Dataset entries →
========================================================================

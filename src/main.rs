//! amz-reviews - Harvest every 5-star review of an Amazon product
//!
//! Uses TLS fingerprint emulation so the review listing can be walked page by page.

use amz_reviews::commands::HarvestCommand;
use amz_reviews::config::{Config, OutputFormat};
use anyhow::Result;
use clap::Parser;
use std::path::PathBuf;
use tokio_util::sync::CancellationToken;
use tracing::{warn, Level};
use tracing_subscriber::EnvFilter;

#[derive(Parser)]
#[command(
    name = "amz-reviews",
    version,
    about = "Harvest every 5-star review of an Amazon product",
    long_about = "Follows the product page's review link, then walks every review page and prints the 5-star reviews."
)]
struct Cli {
    /// Product page URL or ASIN
    product: String,

    /// Proxy URL (e.g., socks5://host:port)
    #[arg(long, env = "AMZ_PROXY")]
    proxy: Option<String>,

    /// Delay between requests in milliseconds
    #[arg(long, env = "AMZ_DELAY")]
    delay: Option<u64>,

    /// Overall harvest deadline in seconds
    #[arg(long, env = "AMZ_TIMEOUT")]
    timeout: Option<u64>,

    /// Path to config file
    #[arg(short, long)]
    config: Option<PathBuf>,

    /// Output format (json, table, markdown, csv)
    #[arg(short, long)]
    format: Option<OutputFormat>,

    /// Enable verbose logging
    #[arg(short, long)]
    verbose: bool,
}

#[tokio::main]
async fn main() -> Result<()> {
    let cli = Cli::parse();

    // Initialize logging on stderr so stdout carries only the results
    let filter = if cli.verbose {
        EnvFilter::new(Level::DEBUG.to_string())
    } else {
        EnvFilter::from_default_env().add_directive(Level::WARN.into())
    };

    tracing_subscriber::fmt()
        .with_env_filter(filter)
        .with_target(false)
        .with_writer(std::io::stderr)
        .init();

    // Load config with layered overrides
    let mut config = Config::load(cli.config.as_deref())?.with_env();

    // Apply CLI overrides
    if let Some(proxy) = cli.proxy {
        config.proxy = Some(proxy);
    }
    if let Some(delay) = cli.delay {
        config.delay_ms = delay;
    }
    if let Some(timeout) = cli.timeout {
        config.timeout_secs = Some(timeout);
    }
    if let Some(format) = cli.format {
        config.format = format;
    }

    // Ctrl-C stops the walk at the next page boundary
    let cancel = CancellationToken::new();
    let on_interrupt = cancel.clone();
    tokio::spawn(async move {
        if tokio::signal::ctrl_c().await.is_ok() {
            warn!("Interrupted, finishing with the reviews collected so far");
            on_interrupt.cancel();
        }
    });

    let cmd = HarvestCommand::new(config);
    let output = cmd.execute(&cli.product, cancel).await?;
    println!("{}", output.rendered);
    if let Some(status_line) = &output.status_line {
        eprintln!("{}", status_line);
    }

    if !output.response.is_success() {
        std::process::exit(1);
    }

    Ok(())
}
impl<'a, S: PageSource + ?Sized> HarvestWalker<'a, S> {
    /// Creates a walker that loads pages through `source`.
    pub fn new(source: &'a S) -> Self {
        Self { source, parser: Parser::new(), cancel: CancellationToken::new() }
    }

    /// Uses `token` to stop the walk; checked before each listing page.
    pub fn with_cancellation(mut self, token: CancellationToken) -> Self {
        self.cancel = token;
        self
    }

    /// Runs the walk for the product at `product_url`.
    pub async fn harvest(&self, product_url: &str) -> Result<Harvest, HarvestError> {
        let mut page_url = self.seed(product_url).await?;
        let mut html = self.load(&page_url).await?;

        let mut visited = HashSet::from([page_url.clone()]);
        let mut harvest = Harvest::default();

        loop {
            if self.cancel.is_cancelled() {
                return stop(harvest, HarvestError::Cancelled);
            }

            let (page, next_href) = match self.scan(&html, &page_url) {
                Ok(scanned) => scanned,
                Err(e) => return stop(harvest, e),
            };

            harvest.pages_visited += 1;
            harvest.skipped_blocks += page.skipped;
            info!(
                "Page {}: {} 5-star reviews ({} total)",
                harvest.pages_visited,
                page.reviews.len(),
                harvest.reviews.len() + page.reviews.len()
            );
            harvest.reviews.extend(page.reviews);

            let Some(href) = next_href else {
                info!("Harvest complete: {} reviews", harvest.reviews.len());
                return Ok(harvest);
            };

            let next_url = resolve_url(&page_url, &href);
            if !visited.insert(next_url.clone()) {
                warn!("Pagination loops back to {}, stopping", next_url);
                return Ok(harvest);
            }

            html = match self.load(&next_url).await {
                Ok(html) => html,
                Err(e) => return stop(harvest, e),
            };
            page_url = next_url;
        }
    }

    /// Loads the product page and resolves the first listing page URL.
    async fn seed(&self, product_url: &str) -> Result<String, HarvestError> {
        let html = self.load(product_url).await?;

        let document = Html::parse_document(&html);
        self.parser
            .check_for_errors(&document)
            .map_err(|e| HarvestError::fetch_failed(product_url, &e))?;

        let href = self.parser.locate_reviews_url(&document)?;
        Ok(resolve_url(product_url, &href))
    }

    async fn load(&self, url: &str) -> Result<String, HarvestError> {
        self.source.fetch(url).await.map_err(|e| {
            warn!("Failed to fetch {}: {:#}", url, e);
            HarvestError::fetch_failed(url, &e)
        })
    }

    /// Parses one listing page into its reviews and the raw next-page `href`.
    fn scan(&self, html: &str, url: &str) -> Result<(PageReviews, Option<String>), HarvestError> {
        let document = Html::parse_document(html);
        self.parser.check_for_errors(&document).map_err(|e| HarvestError::fetch_failed(url, &e))?;

        let reviews = self.parser.extract_reviews(&document);
        let next = self.parser.next_page_url(&document);
        debug!("Next page of {}: {:?}", url, next);

        Ok((reviews, next))
    }
}
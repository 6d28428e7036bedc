//! Error kinds raised while harvesting reviews.

/// Failure kinds of a harvest.
///
/// `EntryPointNotFound` and a failed fetch before the first listing page has
/// been processed are fatal. Later failures end the walk but keep the records
/// collected so far. `MalformedReviewBlock` never leaves the parser: the block
/// is skipped and counted.
#[derive(Debug, Clone, PartialEq, Eq, thiserror::Error)]
pub enum HarvestError {
    /// The product page has no "see all reviews" link.
    #[error("No link to the review listing found on the product page")]
    EntryPointNotFound,

    /// A page required by the harvest could not be loaded.
    #[error("Failed to load {url}: {reason}")]
    PageFetchFailed { url: String, reason: String },

    /// A 5-star block lacked one of its fields, even after the layout shift.
    #[error("Malformed review block: {0}")]
    MalformedReviewBlock(String),

    /// The caller cancelled the walk (Ctrl-C or deadline).
    #[error("Harvest cancelled")]
    Cancelled,
}

impl HarvestError {
    /// Builds a `PageFetchFailed` from a collaborator error, keeping its context chain.
    pub fn fetch_failed(url: impl Into<String>, err: &anyhow::Error) -> Self {
        Self::PageFetchFailed { url: url.into(), reason: format!("{:#}", err) }
    }
}
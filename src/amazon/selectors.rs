//! CSS selectors and label constants for Amazon review pages.
//!
//! Everything that depends on Amazon's markup lives here or in
//! [`crate::amazon::layout`]. Update these when the review pages change.
//!
//! **Update process**: When harvesting fails, capture HTML sample,
//! update selectors, and add test fixture.

use scraper::Selector;
use std::sync::LazyLock;

/// Selectors for the product detail page.
pub mod product {
    use super::*;

    /// "See all N customer reviews" link inside the review summary box.
    pub static REVIEWS_LINK: LazyLock<Selector> =
        LazyLock::new(|| Selector::parse("#revF > div > a[href]").unwrap());
}

/// Selectors for a review listing page.
pub mod reviews {
    use super::*;

    /// Rating label carried by a 5-star review. Matched by exact equality.
    pub const FIVE_STAR_LABEL: &str = "5.0 out of 5 stars";

    /// Star-rating indicator of a 5-star review.
    pub static FIVE_STAR: LazyLock<Selector> = LazyLock::new(|| {
        Selector::parse(&format!("span[title='{}']", FIVE_STAR_LABEL)).unwrap()
    });

    /// Levels between the rating indicator and its review block.
    pub const BLOCK_DEPTH: usize = 3;

    /// Review title, inside the header row.
    pub static TITLE: LazyLock<Selector> = LazyLock::new(|| Selector::parse("b").unwrap());

    /// Review date, inside the header row.
    pub static DATE: LazyLock<Selector> = LazyLock::new(|| Selector::parse("nobr").unwrap());

    /// Reviewer name: the profile link inside the author row.
    pub static AUTHOR: LazyLock<Selector> = LazyLock::new(|| Selector::parse("a").unwrap());

    /// Text of the optional "N of M people found the following review helpful" row.
    pub const HELPFUL_PHRASE: &str = "people found the following review helpful";
}

/// Selectors for the pagination control of a listing page.
pub mod pagination {
    use super::*;

    /// Pagination container; its links are direct `<a>` children. The class
    /// attribute must be exactly `paging`.
    pub static PAGING: LazyLock<Selector> =
        LazyLock::new(|| Selector::parse("span[class='paging']").unwrap());

    /// Label carried by the link to the following page.
    pub const NEXT_LABEL: &str = "Next";
}

/// Selectors for detecting anti-bot pages served instead of content.
pub mod errors {
    use super::*;

    /// CAPTCHA form.
    pub static CAPTCHA: LazyLock<Selector> = LazyLock::new(|| {
        Selector::parse(
            "form[action*='validateCaptcha'], \
             img[src*='captcha']",
        )
        .unwrap()
    });

    /// Dog page (Amazon's 503 error page), matched on its exact markers.
    pub static DOG_PAGE: LazyLock<Selector> = LazyLock::new(|| {
        Selector::parse(
            "img[alt='Dogs of Amazon'], \
             a[href='/ref=cs_503_link']",
        )
        .unwrap()
    });
}
//! Merkle Mountain Range.
//!
//! History entries carry the compact `{peaks, count}` digest
//! ([`jam_types::MmrPeaks`]); [`mmr_append`] is the only operation the
//! history STF needs. [`Mmr`] additionally retains every leaf so membership
//! proofs can be produced and checked.
//!
//! Peak combination uses keccak-256, older subtree on the left.

use jam_crypto::keccak_256_concat;
use jam_types::{Hash, MmrPeaks};

/// Append a leaf to the compact peak form.
///
/// While bit `h` of the pre-append count is set, the peak at height `h` is
/// folded into the running hash and cleared; the running hash then lands at
/// the first free height.
pub fn mmr_append(mmr: &mut MmrPeaks, leaf: Hash) {
    let mut running = leaf;
    let mut height = 0usize;

    while mmr.count & (1 << height) != 0 {
        let peak = mmr
            .peaks
            .get_mut(height)
            .and_then(|slot| slot.take())
            .unwrap_or_else(Hash::zero);
        running = keccak_256_concat(peak, running);
        height += 1;
    }

    if mmr.peaks.len() <= height {
        mmr.peaks.resize(height + 1, None);
    }
    mmr.peaks[height] = Some(running);
    mmr.count += 1;
}

/// Concatenation of the present peaks, low height first; feeds the history
/// entry's state root.
pub fn peaks_bytes(mmr: &MmrPeaks) -> Vec<u8> {
    let mut out = Vec::with_capacity(mmr.peaks.len() * 32);
    for peak in mmr.peaks.iter().flatten() {
        out.extend_from_slice(peak.as_bytes());
    }
    out
}

/// Proof-capable MMR: the compact form plus the appended leaves.
#[derive(Clone, Debug, Default)]
pub struct Mmr {
    peaks: MmrPeaks,
    leaves: Vec<Hash>,
}

/// Membership proof for one leaf.
#[derive(Clone, Debug)]
pub struct MmrProof {
    pub leaf_index: u64,
    /// Sibling hashes from the leaf up to its mountain peak.
    pub path: Vec<Hash>,
    /// Height of the mountain the leaf lives in.
    pub peak_height: usize,
}

impl Mmr {
    pub fn new() -> Self {
        Self::default()
    }

    /// Rebuild the proof-capable form from raw leaves.
    pub fn from_leaves(leaves: impl IntoIterator<Item = Hash>) -> Self {
        let mut mmr = Self::new();
        for leaf in leaves {
            mmr.append(leaf);
        }
        mmr
    }

    pub fn append(&mut self, leaf: Hash) {
        self.leaves.push(leaf);
        mmr_append(&mut self.peaks, leaf);
    }

    pub fn peaks(&self) -> &MmrPeaks {
        &self.peaks
    }

    pub fn len(&self) -> u64 {
        self.peaks.count
    }

    pub fn is_empty(&self) -> bool {
        self.peaks.count == 0
    }

    /// Mountains as `(height, first leaf index)`, left to right.
    ///
    /// The leftmost mountain is the largest: mountain sizes are the set bits
    /// of the leaf count, most significant first.
    fn mountains(&self) -> Vec<(usize, u64)> {
        let count = self.peaks.count;
        let mut out = Vec::new();
        let mut offset = 0u64;
        for height in (0..u64::BITS as usize).rev() {
            if count & (1 << height) != 0 {
                out.push((height, offset));
                offset += 1 << height;
            }
        }
        out
    }

    /// Produce a membership proof for the leaf at `index`.
    pub fn prove(&self, index: u64) -> Option<MmrProof> {
        if index >= self.peaks.count {
            return None;
        }

        let (peak_height, mountain_start) = self
            .mountains()
            .into_iter()
            .find(|(height, start)| index < start + (1u64 << height))?;

        // Sibling path inside the mountain's perfect binary tree.
        let mountain =
            &self.leaves[mountain_start as usize..mountain_start as usize + (1 << peak_height)];
        let mut level: Vec<Hash> = mountain.to_vec();
        let mut position = (index - mountain_start) as usize;
        let mut path = Vec::with_capacity(peak_height);

        while level.len() > 1 {
            path.push(level[position ^ 1]);
            level = level
                .chunks(2)
                .map(|pair| keccak_256_concat(pair[0], pair[1]))
                .collect();
            position /= 2;
        }

        Some(MmrProof { leaf_index: index, path, peak_height })
    }
}

impl MmrProof {
    /// Check that `leaf` is committed by `peaks` at this proof's position.
    pub fn verify(&self, leaf: Hash, peaks: &MmrPeaks) -> bool {
        let Some(expected) = peaks.peaks.get(self.peak_height).copied().flatten() else {
            return false;
        };
        if self.path.len() != self.peak_height {
            return false;
        }

        // Position within the mountain: low bits of the leaf index.
        let mut position = self.leaf_index & ((1u64 << self.peak_height) - 1);
        let mut acc = leaf;
        for sibling in &self.path {
            acc = if position & 1 == 0 {
                keccak_256_concat(acc, sibling)
            } else {
                keccak_256_concat(sibling, acc)
            };
            position >>= 1;
        }

        acc == expected
    }
}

========================================================================

Problem statement → For this exercise, output exactly the lines above from the line with "EnvFilter::from_default_env().add_directive(Level::WARN.into())" to the line with "finishing with the", counting both, and leave out the rest.

Solution to this problem →
        EnvFilter::from_default_env().add_directive(Level::WARN.into())
    };

    tracing_subscriber::fmt()
        .with_env_filter(filter)
        .with_target(false)
        .with_writer(std::io::stderr)
        .init();

    // Load config with layered overrides
    let mut config = Config::load(cli.config.as_deref())?.with_env();

    // Apply CLI overrides
    if let Some(proxy) = cli.proxy {
        config.proxy = Some(proxy);
    }
    if let Some(delay) = cli.delay {
        config.delay_ms = delay;
    }
    if let Some(timeout) = cli.timeout {
        config.timeout_secs = Some(timeout);
    }
    if let Some(format) = cli.format {
        config.format = format;
    }

    // Ctrl-C stops the walk at the next page boundary
    let cancel = CancellationToken::new();
    let on_interrupt = cancel.clone();
    tokio::spawn(async move {
        if tokio::signal::ctrl_c().await.is_ok() {
            warn!("Interrupted, finishing with the reviews collected so far");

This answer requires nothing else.